Sacré [84] a étudié l’oxydation isotherme et cyclique de NiCoCrAlY massif entre 850°C et 1200°C. Les courbes obtenues lors de l’oxydation isotherme des échantillons sont données Figure I-10a. Boudot [30] a également réalisé des essais de thermogravimétrie isotherme sur des NiCoCrAlYTa massifs et calculé les constantes paraboliques d’oxydation aux différentes températures Tableau I-3. Ces constantes sont du même ordre de grandeur que celles calculées pour les superalliages (Tableau I-2).

Température (°C) kp (mg2.cm-4.s-1) Intervalle de temps (h)

825 3,35 10-9 0-94h

900 2,13 10-7 0-94h

1000 5,58 10-7 0-37h

1100 2.82 10-6 0-6h

Tableau I-3. : Constantes paraboliques de l’oxydation isotherme du NiCoCrAlYTa plasma massif [30]

Les auteurs montrent que la nature et la morphologie des couches d’oxydes qui se forment sont dépendantes de la température. Pour des températures inférieures à 1000°C, la couche est constituée d’Al2O3 et de Cr2O3. A 1000°C et 1100°C, la couche est composée d’Al2O3, de

spinelles Ni(Cr,Al)2O4 et d’oxydes mixtes AlTaO4 et Y3Al5O12. 1000°C apparaît comme la

température de transition entre les domaines chromino-formeurs et alumino-formeurs, ce qui pourrait expliquer la prise de masse aussi importante à 1000°C qu’à 1100°C observée par Sacré [84] (Figure I-10a).

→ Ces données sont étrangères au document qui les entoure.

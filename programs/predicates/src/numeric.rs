// Numeric argument predicates
use super::core::Predicate;
use relaygate_common::abi::Decoder;

/// Accepts exactly one 32-byte word holding an even number.
#[derive(Clone, Copy, Debug, Default)]
pub struct AcceptEven;

impl Predicate for AcceptEven {
    fn validate(&self, arguments: &[u8]) -> bool {
        arguments.len() == 32 && arguments[31] % 2 == 0
    }

    fn description(&self) -> &'static str {
        "Accept even uint256"
    }
}

/// Accepts calls whose first argument word is at most `max`.
#[derive(Clone, Copy, Debug)]
pub struct UintCeiling {
    pub max: u128,
}

impl UintCeiling {
    pub fn new(max: u128) -> Self {
        Self { max }
    }
}

impl Predicate for UintCeiling {
    fn validate(&self, arguments: &[u8]) -> bool {
        Decoder::new(arguments)
            .uint()
            .is_ok_and(|value| value <= self.max)
    }

    fn description(&self) -> &'static str {
        "Uint ceiling"
    }
}

#[cfg(test)]
mod tests {
    use super::*;
    use relaygate_common::abi::uint_word;

    #[test]
    fn test_accept_even() {
        assert!(AcceptEven.validate(&uint_word(4)));
        assert!(AcceptEven.validate(&uint_word(0)));
        assert!(!AcceptEven.validate(&uint_word(5)));
        // Wrong shape
        assert!(!AcceptEven.validate(&[]));
        assert!(!AcceptEven.validate(&[0u8; 31]));
        assert!(!AcceptEven.validate(&[0u8; 64]));
    }

    #[test]
    fn test_uint_ceiling() {
        let ceiling = UintCeiling::new(1_000);
        assert!(ceiling.validate(&uint_word(1_000)));
        assert!(ceiling.validate(&uint_word(0)));
        assert!(!ceiling.validate(&uint_word(1_001)));
        assert!(!ceiling.validate(&[]));

        // Extra words after the first are ignored
        let mut args = uint_word(10).to_vec();
        args.extend_from_slice(&uint_word(u128::MAX));
        assert!(ceiling.validate(&args));

        // Values beyond 128 bits are over any ceiling
        let mut huge = [0u8; 32];
        huge[0] = 1;
        assert!(!UintCeiling::new(u128::MAX).validate(&huge));
    }
}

L’oxydation cyclique montre l’excellente adhérence de la couche d’oxyde sur le revêtement NiCoCrAlY, confirmé par Wang et al. [81] sur le NiCrAlY, contrairement au comportement des superalliages. Pour les températures de 1000°C et 1100°C, on n’observe pas de différence entre l’oxydation isotherme et cyclique pour des durées d’essais de 100h (Figure I-10b).

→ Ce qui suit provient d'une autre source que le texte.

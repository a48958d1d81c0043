//! Relaygate Gateway - Policy-gated call forwarding
//!
//! The gateway owns one destination address and a policy store reference.
//! Its own methods (`setTarget`, `getTarget`, `policy`, `owner`,
//! `transferOwnership`) are served directly; every other input, including
//! empty input, goes through [`dispatch::fallback`], which authorizes the
//! call against the policy store and relays it unchanged.

use lazy_static::lazy_static;
use relaygate_common::abi::{self, Decoder, Token};
use relaygate_common::interfaces::gateway as sig;
use relaygate_common::{Address, Selector};
use relaygate_policy::{Ownable, PolicyStore};
use relaygate_runtime::{CallContext, Contract, Revert};
use serde::{Deserialize, Serialize};
use std::collections::HashMap;
use std::sync::Arc;
use tracing::info;

pub mod dispatch;
pub mod error;
pub mod instructions;
pub mod state;

pub use dispatch::{Invocation, Route};
pub use error::*;

/// Who may call `setTarget`.
#[derive(Debug, Clone, Copy, Default, PartialEq, Eq, Serialize, Deserialize)]
#[serde(rename_all = "snake_case")]
pub enum TargetAuthority {
    /// No check; whitelisting alone bounds what can be reached.
    #[default]
    Anyone,
    Owner,
}

/// Where the gateway's policy store comes from.
#[derive(Debug, Clone, Copy, PartialEq, Eq, Serialize, Deserialize)]
#[serde(rename_all = "snake_case")]
pub enum PolicySource {
    /// An existing store
    Attach(Address),
    /// A fresh store created by the gateway's constructor
    Deploy { owner: Address },
}

/// Construction parameters.
#[derive(Debug, Clone, Copy, PartialEq, Eq, Serialize, Deserialize)]
pub struct GatewayConfig {
    #[serde(default)]
    pub initial_target: Address,
    pub owner: Address,
    #[serde(default)]
    pub target_authority: TargetAuthority,
    pub policy: PolicySource,
}

#[derive(Debug, Clone, Copy, PartialEq, Eq)]
enum Method {
    SetTarget,
    GetTarget,
    Policy,
}

lazy_static! {
    static ref METHODS: HashMap<Selector, Method> = [
        (sig::SET_TARGET, Method::SetTarget),
        (sig::GET_TARGET, Method::GetTarget),
        (sig::POLICY, Method::Policy),
    ]
    .into_iter()
    .map(|(signature, method)| (Selector::from_signature(signature), method))
    .collect();
}

/// The gateway contract.
#[derive(Debug, Clone)]
pub struct Gateway {
    config: GatewayConfig,
}

impl Gateway {
    pub fn new(config: GatewayConfig) -> Self {
        Self { config }
    }

    pub fn config(&self) -> &GatewayConfig {
        &self.config
    }

    pub fn ownable() -> Ownable {
        Ownable::at_slot(state::OWNER_SLOT)
    }

    fn resolve_policy(&self, ctx: &mut CallContext<'_>) -> Result<Address, Revert> {
        match self.config.policy {
            PolicySource::Attach(policy) if policy.is_zero() => Err(GatewayError::InvalidPolicy.into()),
            PolicySource::Attach(policy) => Ok(policy),
            PolicySource::Deploy { owner } => ctx.create(Arc::new(PolicyStore::new(owner)), 0),
        }
    }

    fn process(
        &self,
        ctx: &mut CallContext<'_>,
        ownable: &Ownable,
        method: Method,
        args: &[u8],
    ) -> Result<Vec<u8>, GatewayError> {
        match method {
            Method::SetTarget => {
                let target = Decoder::new(args).address()?;
                instructions::set_target(ctx, self.config.target_authority, ownable, target)?;
                Ok(Vec::new())
            }
            Method::GetTarget => Ok(abi::encode(&[Token::Address(instructions::get_target(ctx))])),
            Method::Policy => Ok(abi::encode(&[Token::Address(instructions::policy(ctx))])),
        }
    }
}

impl Contract for Gateway {
    fn construct(&self, ctx: &mut CallContext<'_>) -> Result<(), Revert> {
        Self::ownable().initialize(ctx, self.config.owner)?;
        let policy = self.resolve_policy(ctx)?;
        state::store_policy(ctx, policy);
        state::store_destination(ctx, self.config.initial_target);

        info!(
            gateway = %ctx.address(),
            %policy,
            destination = %self.config.initial_target,
            authority = ?self.config.target_authority,
            "gateway constructed"
        );
        Ok(())
    }

    fn execute(&self, ctx: &mut CallContext<'_>, input: &[u8]) -> Result<Vec<u8>, Revert> {
        if let Some(selector) = Selector::from_calldata(input) {
            let args = &input[4..];
            let ownable = Self::ownable();
            if let Some(result) = ownable.dispatch(ctx, selector, args) {
                return result;
            }
            if let Some(method) = METHODS.get(&selector).copied() {
                if ctx.value() != 0 {
                    return Err(GatewayError::NonPayable.into());
                }
                return Ok(self.process(ctx, &ownable, method, args)?);
            }
        }
        dispatch::fallback(ctx, input)
    }
}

Enfin, l’étude comparée de l’oxydation cyclique de superalliages nus et revêtus MCrAlY montre bien l’amélioration très nette de la tenue à l’oxydation des superalliages revêtus [21,24] et la nécessité de protéger les superalliages pour améliorer la durée de vie des composants. L’apport des revêtements NiCoCrAlY en oxydation est donc principalement lié à la meilleure adhérence de la couche d’oxyde lors des essais en condition de cyclage thermique.

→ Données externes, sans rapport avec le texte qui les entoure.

//! Host: owns the world and applies transactions one at a time

use crate::contract::{execute_call, execute_create, Frame};
use crate::world::World;
use crate::{Contract, HostConfig, HostError, Log, Result, Revert};
use relaygate_common::{Address, Value, Word};
use std::collections::BTreeMap;
use std::sync::Arc;
use tracing::{debug, info};

/// An external invocation submitted by an account.
#[derive(Debug, Clone, PartialEq, Eq)]
pub struct Transaction {
    pub from: Address,
    pub to: Address,
    pub value: Value,
    pub data: Vec<u8>,
}

impl Transaction {
    pub fn new(from: Address, to: Address) -> Self {
        Self {
            from,
            to,
            value: 0,
            data: Vec::new(),
        }
    }

    #[must_use]
    pub fn with_value(mut self, value: Value) -> Self {
        self.value = value;
        self
    }

    #[must_use]
    pub fn with_data(mut self, data: Vec<u8>) -> Self {
        self.data = data;
        self
    }
}

/// Result of an applied transaction.
#[derive(Debug, Clone, PartialEq, Eq)]
pub struct Receipt {
    pub outcome: std::result::Result<Vec<u8>, Revert>,
    /// Logs emitted by the transaction; always empty when it reverted
    pub logs: Vec<Log>,
}

impl Receipt {
    pub fn is_success(&self) -> bool {
        self.outcome.is_ok()
    }

    pub fn output(&self) -> Option<&[u8]> {
        self.outcome.as_ref().ok().map(Vec::as_slice)
    }

    pub fn revert(&self) -> Option<&Revert> {
        self.outcome.as_ref().err()
    }

    pub fn revert_reason(&self) -> Option<String> {
        self.revert().and_then(Revert::reason)
    }

    /// Logs of the event `signature` emitted by `address`.
    pub fn events<'a>(
        &'a self,
        address: Address,
        signature: &'a str,
    ) -> impl Iterator<Item = &'a Log> + 'a {
        self.logs
            .iter()
            .filter(move |log| log.address == address && log.is_event(signature))
    }
}

/// Sequential execution environment.
///
/// Transactions are applied in submission order and never interleave. A
/// reverted transaction restores the world exactly as it was before.
#[derive(Debug, Default)]
pub struct Host {
    world: World,
    config: HostConfig,
}

impl Host {
    pub fn new(config: HostConfig) -> Result<Self> {
        if config.max_call_depth == 0 {
            return Err(HostError::InvalidConfiguration(
                "max_call_depth must be at least 1".to_string(),
            ));
        }
        Ok(Self {
            world: World::default(),
            config,
        })
    }

    pub fn config(&self) -> &HostConfig {
        &self.config
    }

    /// Credit an account out of thin air.
    pub fn set_balance(&mut self, address: Address, balance: Value) {
        self.world.account_mut(address).balance = balance;
    }

    pub fn balance(&self, address: &Address) -> Value {
        self.world.balance(address)
    }

    pub fn has_code(&self, address: &Address) -> bool {
        self.world.code(address).is_some()
    }

    pub fn storage_at(&self, address: &Address, slot: &Word) -> Word {
        self.world.sload(address, slot)
    }

    /// Copy of an account's non-zero storage.
    pub fn storage(&self, address: &Address) -> BTreeMap<Word, Word> {
        self.world
            .account(address)
            .map(|account| account.storage.clone())
            .unwrap_or_default()
    }

    /// Every log committed so far, in order.
    pub fn logs(&self) -> &[Log] {
        self.world.logs()
    }

    /// Create `contract` with `deployer` as creator and run its constructor.
    pub fn deploy(&mut self, deployer: Address, contract: impl Contract + 'static) -> Result<Address> {
        self.deploy_shared(deployer, Arc::new(contract))
    }

    pub fn deploy_shared(&mut self, deployer: Address, contract: Arc<dyn Contract>) -> Result<Address> {
        let address = execute_create(&mut self.world, &self.config, deployer, contract, 0, 0)
            .map_err(HostError::ConstructorReverted)?;
        info!(%deployer, %address, "deployed contract");
        Ok(address)
    }

    /// Apply `tx` atomically.
    pub fn transact(&mut self, tx: &Transaction) -> Receipt {
        debug!(
            from = %tx.from,
            to = %tx.to,
            value = tx.value,
            data_len = tx.data.len(),
            "applying transaction"
        );

        let logs_before = self.world.logs().len();
        let frame = Frame {
            caller: tx.from,
            address: tx.to,
            value: tx.value,
            depth: 0,
        };
        let outcome = execute_call(&mut self.world, &self.config, frame, &tx.data);

        let logs = match &outcome {
            Ok(_) => self.world.logs()[logs_before..].to_vec(),
            Err(revert) => {
                debug!(to = %tx.to, %revert, "transaction reverted");
                Vec::new()
            }
        };
        Receipt { outcome, logs }
    }

    /// Execute a call against a scratch copy of the world; nothing commits.
    pub fn view(&self, from: Address, to: Address, data: &[u8]) -> std::result::Result<Vec<u8>, Revert> {
        let mut scratch = self.world.clone();
        let frame = Frame {
            caller: from,
            address: to,
            value: 0,
            depth: 0,
        };
        execute_call(&mut scratch, &self.config, frame, data)
    }
}

#[cfg(test)]
mod tests {
    use super::*;
    use crate::CallContext;
    use relaygate_common::abi::{self, Token};
    use relaygate_common::{storage, Selector};

    const BUMPED: &str = "Bumped(uint256)";

    /// Counter at slot 0. `bump()` increments and logs, `boom()` increments
    /// then reverts, `relay(address,bytes)` calls another contract and
    /// swallows its failure, `loop()` calls itself forever.
    struct Counter;

    impl Contract for Counter {
        fn construct(&self, ctx: &mut CallContext<'_>) -> std::result::Result<(), Revert> {
            ctx.sstore(storage::slot(0), abi::uint_word(100));
            Ok(())
        }

        fn execute(&self, ctx: &mut CallContext<'_>, input: &[u8]) -> std::result::Result<Vec<u8>, Revert> {
            let Some(selector) = Selector::from_calldata(input) else {
                // Accept bare value
                return Ok(Vec::new());
            };
            let count = abi::word_to_u128(&ctx.sload(&storage::slot(0))).unwrap_or_default();

            if selector == Selector::from_signature("bump()") {
                ctx.sstore(storage::slot(0), abi::uint_word(count + 1));
                ctx.emit(BUMPED, &[], abi::encode(&[Token::Uint(count + 1)]));
                Ok(abi::encode(&[Token::Uint(count + 1)]))
            } else if selector == Selector::from_signature("boom()") {
                ctx.sstore(storage::slot(0), abi::uint_word(count + 1));
                ctx.emit(BUMPED, &[], Vec::new());
                Err(Revert::with_reason("boom"))
            } else if selector == Selector::from_signature("relay(address,bytes)") {
                let mut decoder = abi::Decoder::new(&input[4..]);
                let to = decoder.address().map_err(|_| Revert::empty())?;
                let data = decoder.bytes().map_err(|_| Revert::empty())?;
                ctx.sstore(storage::slot(1), abi::uint_word(1));
                let inner_ok = ctx.call(to, 0, &data).is_ok();
                Ok(abi::encode(&[Token::Bool(inner_ok)]))
            } else if selector == Selector::from_signature("loop()") {
                let me = ctx.address();
                ctx.call(me, 0, input)
            } else {
                Err(Revert::empty())
            }
        }
    }

    fn call(signature: &str) -> Vec<u8> {
        Selector::from_signature(signature).as_bytes().to_vec()
    }

    fn setup() -> (Host, Address, Address) {
        let mut host = Host::default();
        let user = Address::from_label("user");
        let counter = host.deploy(user, Counter).unwrap();
        (host, user, counter)
    }

    #[test]
    fn test_deploy_runs_constructor_and_derives_addresses() {
        let (mut host, user, counter) = setup();
        assert!(host.has_code(&counter));
        assert_eq!(abi::word_to_u128(&host.storage_at(&counter, &storage::slot(0))).unwrap(), 100);

        let second = host.deploy(user, Counter).unwrap();
        assert_ne!(second, counter);
    }

    #[test]
    fn test_successful_transaction_commits_state_and_logs() {
        let (mut host, user, counter) = setup();
        let receipt = host.transact(&Transaction::new(user, counter).with_data(call("bump()")));

        assert!(receipt.is_success());
        assert_eq!(abi::Decoder::new(receipt.output().unwrap()).uint().unwrap(), 101);
        assert_eq!(receipt.events(counter, BUMPED).count(), 1);
        assert_eq!(host.logs().len(), 1);
    }

    #[test]
    fn test_reverted_transaction_leaves_world_untouched() {
        let (mut host, user, counter) = setup();
        host.set_balance(user, 50);
        let before = host.storage(&counter);

        let receipt = host.transact(
            &Transaction::new(user, counter)
                .with_value(10)
                .with_data(call("boom()")),
        );

        assert_eq!(receipt.revert_reason().as_deref(), Some("boom"));
        assert!(receipt.logs.is_empty());
        assert_eq!(host.storage(&counter), before);
        assert!(host.logs().is_empty());
        assert_eq!(host.balance(&user), 50);
        assert_eq!(host.balance(&counter), 0);
    }

    #[test]
    fn test_inner_revert_only_undoes_inner_frame() {
        let (mut host, user, counter) = setup();
        let other = host.deploy(user, Counter).unwrap();

        let data = abi::encode_call(
            Selector::from_signature("relay(address,bytes)"),
            &[Token::Address(other), Token::Bytes(call("boom()"))],
        );
        let receipt = host.transact(&Transaction::new(user, counter).with_data(data));

        assert!(receipt.is_success());
        assert!(!abi::decode_bool(receipt.output().unwrap()).unwrap());
        // Outer write survives, inner write and log are gone
        assert_eq!(host.storage_at(&counter, &storage::slot(1)), abi::uint_word(1));
        assert_eq!(abi::word_to_u128(&host.storage_at(&other, &storage::slot(0))).unwrap(), 100);
        assert!(receipt.logs.is_empty());
    }

    #[test]
    fn test_value_transfers() {
        let (mut host, user, counter) = setup();
        let wallet = Address::from_label("wallet");
        host.set_balance(user, 10);

        // Plain account accepts value and returns nothing
        let receipt = host.transact(&Transaction::new(user, wallet).with_value(4));
        assert_eq!(receipt.output(), Some(&[] as &[u8]));
        assert_eq!(host.balance(&wallet), 4);

        let receipt = host.transact(&Transaction::new(user, counter).with_value(6));
        assert!(receipt.is_success());
        assert_eq!(host.balance(&counter), 6);
        assert_eq!(host.balance(&user), 0);

        // Insufficient balance fails without data
        let receipt = host.transact(&Transaction::new(user, counter).with_value(1));
        assert_eq!(receipt.revert(), Some(&Revert::empty()));
    }

    #[test]
    fn test_call_depth_is_bounded() {
        let mut host = Host::new(HostConfig { max_call_depth: 16 }).unwrap();
        let user = Address::from_label("user");
        let counter = host.deploy(user, Counter).unwrap();

        let receipt = host.transact(&Transaction::new(user, counter).with_data(call("loop()")));
        assert_eq!(receipt.revert(), Some(&Revert::empty()));
    }

    #[test]
    fn test_view_never_commits() {
        let (host, user, counter) = setup();
        let output = host.view(user, counter, &call("bump()")).unwrap();
        assert_eq!(abi::Decoder::new(&output).uint().unwrap(), 101);
        assert_eq!(abi::word_to_u128(&host.storage_at(&counter, &storage::slot(0))).unwrap(), 100);
        assert!(host.logs().is_empty());
    }

    #[test]
    fn test_zero_depth_config_is_rejected() {
        assert!(matches!(
            Host::new(HostConfig { max_call_depth: 0 }),
            Err(HostError::InvalidConfiguration(_))
        ));
    }
}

½ Evolution de la microstructure

Le comportement et les propriétés du revêtement MCrAlY en température sont directement reliés à sa microstructure. Il est donc impératif de suivre l’évolution des phases présentes dans le revêtement lors de l’exposition du système durant les traitements thermiques et en service. Wood et al. [37] ont étudié l’oxydation cyclique à 1135°C d’un revêtement NiCoCrAlYTa. Les grains de phase β riches en aluminium sont convertis graduellement en îlots γ’ (microstructure γ’/γ après 150h) puis en phase γ (microstructure monophasée γ après 450 x 1h) par consommation de l’aluminium pour former la couche d’alumine protectrice. Les phénomènes de transformation de phase peuvent également être accélérés à haute température par la diffusion des éléments du revêtement vers le substrat.